In France Michel Barnier lost a no-confidence vote in the National Assembly triggered by his austerity budget involving tax hikes and spending cuts. He was replaced by François Bayrou on 13th December and is the shortest serving French prime minister, having remained in power for three months. The European Union (“EU”) expects the French government deficit to reach more than double the EU limit at 6.2% of gross domestic product (“GDP”) this year.

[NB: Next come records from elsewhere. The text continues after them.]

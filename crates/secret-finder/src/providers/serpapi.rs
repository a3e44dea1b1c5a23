use async_trait::async_trait;
use serde::Deserialize;
use url::Url;

use super::{PageRequest, ProviderError, SearchPage, SearchProvider, SearchResult};

const BASE_URL: &str = "https://serpapi.com/search.json";

/// Google Maps engine of the SerpApi search service.
pub struct SerpApiClient {
    client: reqwest::Client,
    api_key: String,
    base_url: String,
}

impl SerpApiClient {
    pub fn new(api_key: impl Into<String>) -> Self {
        Self::with_base_url(api_key, BASE_URL)
    }

    fn with_base_url(api_key: impl Into<String>, base_url: impl Into<String>) -> Self {
        Self {
            client: reqwest::Client::new(),
            api_key: api_key.into(),
            base_url: base_url.into(),
        }
    }

    fn request_url(&self, request: &PageRequest) -> Result<Url, ProviderError> {
        match request {
            PageRequest::Query(query) => Url::parse_with_params(
                &self.base_url,
                &[
                    ("engine", "google_maps"),
                    ("q", query.as_str()),
                    ("type", "search"),
                    ("api_key", self.api_key.as_str()),
                ],
            )
            .map_err(|err| ProviderError::Parse(err.to_string())),
            // Pagination links come back without credentials.
            PageRequest::Cursor(next) => {
                let mut url =
                    Url::parse(next).map_err(|err| ProviderError::Parse(err.to_string()))?;
                url.query_pairs_mut().append_pair("api_key", &self.api_key);
                Ok(url)
            }
        }
    }
}

#[derive(Debug, Deserialize)]
struct MapsResponse {
    #[serde(default)]
    local_results: Vec<SearchResult>,
    #[serde(default)]
    serpapi_pagination: Option<MapsPagination>,
    #[serde(default)]
    error: Option<String>,
}

#[derive(Debug, Deserialize)]
struct MapsPagination {
    #[serde(default)]
    next: Option<String>,
}

impl From<MapsResponse> for SearchPage {
    fn from(response: MapsResponse) -> Self {
        SearchPage {
            results: response.local_results,
            next_cursor: response
                .serpapi_pagination
                .and_then(|pagination| pagination.next)
                .filter(|next| !next.is_empty()),
            error: response.error,
        }
    }
}

#[async_trait]
impl SearchProvider for SerpApiClient {
    async fn search(&self, request: PageRequest) -> Result<SearchPage, ProviderError> {
        let url = self.request_url(&request)?;
        let response = self.client.get(url).send().await?;
        let status = response.status();
        let body = response.text().await?;

        // Errors are usually reported in-band as `{ "error": ... }`, sometimes
        // alongside a non-2xx status.
        match serde_json::from_str::<MapsResponse>(&body) {
            Ok(parsed) => Ok(parsed.into()),
            Err(_) if !status.is_success() => Err(ProviderError::Api {
                status: status.as_u16(),
                message: body,
            }),
            Err(err) => Err(err.into()),
        }
    }
}

#[cfg(test)]
mod tests {
    use super::*;
    use serde_json::json;

    #[test]
    fn first_page_url_carries_engine_query_and_key() {
        let client = SerpApiClient::new("secret");
        let url = client
            .request_url(&PageRequest::Query("Jewelry in Austin".to_string()))
            .expect("url builds");
        let pairs: Vec<(String, String)> = url.query_pairs().into_owned().collect();

        assert!(pairs.contains(&("engine".to_string(), "google_maps".to_string())));
        assert!(pairs.contains(&("q".to_string(), "Jewelry in Austin".to_string())));
        assert!(pairs.contains(&("api_key".to_string(), "secret".to_string())));
    }

    #[test]
    fn cursor_url_gets_key_appended() {
        let client = SerpApiClient::new("secret");
        let url = client
            .request_url(&PageRequest::Cursor(
                "https://serpapi.com/search.json?engine=google_maps&start=20".to_string(),
            ))
            .expect("url builds");

        assert_eq!(url.query_pairs().count(), 3);
        assert!(url.as_str().ends_with("api_key=secret"));
    }

    #[test]
    fn response_maps_results_cursor_and_error() {
        let parsed: MapsResponse = serde_json::from_value(json!({
            "local_results": [
                { "title": "Aurum NYC", "website": "https://www.aurum-nyc.com", "rating": 4.6, "phone": "+1 212" },
                { "title": "No Site" }
            ],
            "serpapi_pagination": { "next": "https://serpapi.com/search.json?start=20" }
        }))
        .expect("parse");
        let page = SearchPage::from(parsed);
        assert_eq!(page.results.len(), 2);
        assert_eq!(page.results[0].rating, Some(4.6));
        assert!(page.next_cursor.is_some());
        assert!(page.error.is_none());

        let errored: MapsResponse =
            serde_json::from_value(json!({ "error": "Invalid API key." })).expect("parse");
        let page = SearchPage::from(errored);
        assert!(page.results.is_empty());
        assert_eq!(page.error.as_deref(), Some("Invalid API key."));
    }
}
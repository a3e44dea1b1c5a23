use super::common::*;
use std::sync::{Arc, Mutex};
use std::thread::{self, ThreadId};
use std::time::Duration;

use crate::config::CredentialError;
use crate::workflows::watch::store::{MemoryStateBackend, StateBackend, StoreError};
use crate::workflows::watch::{ScanOutcome, WatchError, WatchState};

fn backend(tags: &[&str], running: bool) -> Arc<dyn StateBackend> {
    Arc::new(MemoryStateBackend::with_state(WatchState {
        monitored_tags: tags.iter().map(|tag| tag.to_string()).collect(),
        is_running: running,
        ..WatchState::default()
    }))
}

fn gold_scraper() -> FakeScraper {
    FakeScraper::default().with_tag(
        "gold",
        vec![
            post("p1", "aurum_house", "Bespoke bands, email studio@aurum.house"),
            post("p2", "carat_club", "New arrivals"),
        ],
    )
}

#[tokio::test]
async fn scan_requires_scraper_token() {
    let harness = harness(backend(&["gold"], true), keys(false, true), gold_scraper());

    match harness.watchtower.scan(true).await {
        Err(WatchError::Credential(CredentialError::Missing("APIFY_TOKEN"))) => {}
        other => panic!("expected missing token, got {other:?}"),
    }
    assert!(harness.scraper.calls().is_empty());
}

#[tokio::test]
async fn paused_watchtower_skips_unless_forced() {
    let harness = harness(backend(&["gold"], false), keys(true, false), gold_scraper());

    let paused = harness.watchtower.scan(false).await.expect("scan");
    assert_eq!(paused, ScanOutcome::Paused);
    assert!(harness.scraper.calls().is_empty());

    let forced = harness.watchtower.scan(true).await.expect("scan");
    assert_eq!(forced, ScanOutcome::Completed { new_leads: 2 });
}

#[tokio::test]
async fn scan_merges_alerts_and_skips_failing_tags() {
    let scraper = gold_scraper().failing("silver");
    let harness = harness(backend(&["silver", "gold"], true), keys(true, true), scraper);

    let outcome = harness.watchtower.scan(false).await.expect("scan");

    assert_eq!(outcome, ScanOutcome::Completed { new_leads: 2 });
    assert_eq!(
        harness.scraper.calls(),
        vec![("silver".to_string(), 3), ("gold".to_string(), 3)]
    );

    let state = harness.watchtower.load_state().await.expect("state");
    assert_eq!(state.leads.len(), 2);
    assert_eq!(state.leads[0].id, "watch-gold-p2");
    assert_eq!(state.leads[1].raw_email.as_deref(), Some("studio@aurum.house"));

    let sent = harness.notifier.sent();
    assert_eq!(
        sent,
        vec![
            (WEBHOOK.to_string(), "watch-gold-p1".to_string()),
            (WEBHOOK.to_string(), "watch-gold-p2".to_string()),
        ]
    );
}

#[tokio::test]
async fn rescanning_the_same_posts_finds_nothing_new() {
    let harness = harness(backend(&["gold"], true), keys(true, true), gold_scraper());

    harness.watchtower.scan(false).await.expect("first scan");
    let second = harness.watchtower.scan(false).await.expect("second scan");

    assert_eq!(second, ScanOutcome::Completed { new_leads: 0 });
    assert_eq!(harness.notifier.sent().len(), 2);
}

#[tokio::test]
async fn no_webhook_means_no_alerts() {
    let harness = harness(backend(&["gold"], true), keys(true, false), gold_scraper());

    harness.watchtower.scan(false).await.expect("scan");

    assert!(harness.notifier.sent().is_empty());
    assert_eq!(harness.watchtower.load_state().await.expect("state").leads.len(), 2);
}

#[tokio::test]
async fn poller_scans_on_each_tick() {
    let harness = harness(backend(&["gold"], true), keys(true, false), gold_scraper());

    let handle = harness
        .watchtower
        .clone()
        .spawn_poller(Duration::from_millis(20));
    tokio::time::sleep(Duration::from_millis(150)).await;
    handle.abort();

    assert!(harness.scraper.calls().len() >= 2);
    assert_eq!(harness.watchtower.load_state().await.expect("state").leads.len(), 2);
}

/// Remembers which threads touched the backend.
#[derive(Default)]
struct ThreadRecordingBackend {
    inner: MemoryStateBackend,
    threads: Mutex<Vec<ThreadId>>,
}

impl ThreadRecordingBackend {
    fn record(&self) {
        self.threads
            .lock()
            .expect("threads mutex poisoned")
            .push(thread::current().id());
    }
}

impl StateBackend for ThreadRecordingBackend {
    fn read(&self) -> Result<Option<WatchState>, StoreError> {
        self.record();
        self.inner.read()
    }

    fn write(&self, state: &WatchState) -> Result<(), StoreError> {
        self.record();
        self.inner.write(state)
    }
}

#[tokio::test]
async fn store_io_stays_off_the_async_worker() {
    let backend = Arc::new(ThreadRecordingBackend::default());
    let harness = harness(backend.clone(), keys(true, false), gold_scraper());

    harness.watchtower.add_tag("gold").await.expect("add tag");
    harness.watchtower.set_running(true).await.expect("toggle");
    harness.watchtower.scan(false).await.expect("scan");

    let worker = thread::current().id();
    let threads = backend.threads.lock().expect("threads mutex poisoned");
    assert!(!threads.is_empty());
    assert!(threads.iter().all(|id| *id != worker));
}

President Bashar al-Assad of Syria fled Damascus ending his 14-year administration and the end of a 50-year family dynasty. Although Syria is not a major player in the oil industry, its location amongst significant oil producers in the Middle East and its relationship with Russia and Iran could affect the market. According to Reuters in the immediate aftermath of Assad’s departure, oil prices increased by around 1% with Brent crude at $72.14 per barrel and US West Texas Intermediate crude at $68.37.
Healthcare Reckoning
In the US fears of increased regulations in the healthcare sector and the assassination of United Health’s chief executive, Brian Thompson led to weakness in the share price of many healthcare companies. Senator Elizabeth Warren and Senator Josh Hawley introduced a bipartisan bill to create pharmacy benefit manager control legislation on 11th December. If passed, the legislation would break up some of the US’s biggest healthcare conglomerates. United Health’s stock fell 14%, Cigna’s 10% and CVS Health fell to a 12-year low last week.
Economic Updates
Inflation has not yet reached the Fed’s target of 2% and the economic outlook is still generally looking robust. Core consumer inflation, which excludes food and energy costs, rose by 0.3%, leaving the annual rate unchanged at 3.3% for the third month in a row. The November 2024 jobs report showed that nonfarm payrolls increased by 277,000 which was higher than the expected 214,000 and the Services PMI rose to its highest level in over three years at 58.5 (a number above 50 reflects growing demand). However, Manufacturing PMI fell to 48.30 points in December from 49.70 point in November. The result extends the poor momentum for US factory activity for a sixth month.
German year on year inflation rose from 2% in October to 2.2% (in September it had fallen to 1.6%). According to the Federal Statistical Office (“Destatis”), this was largely attributed to above average price increases for services.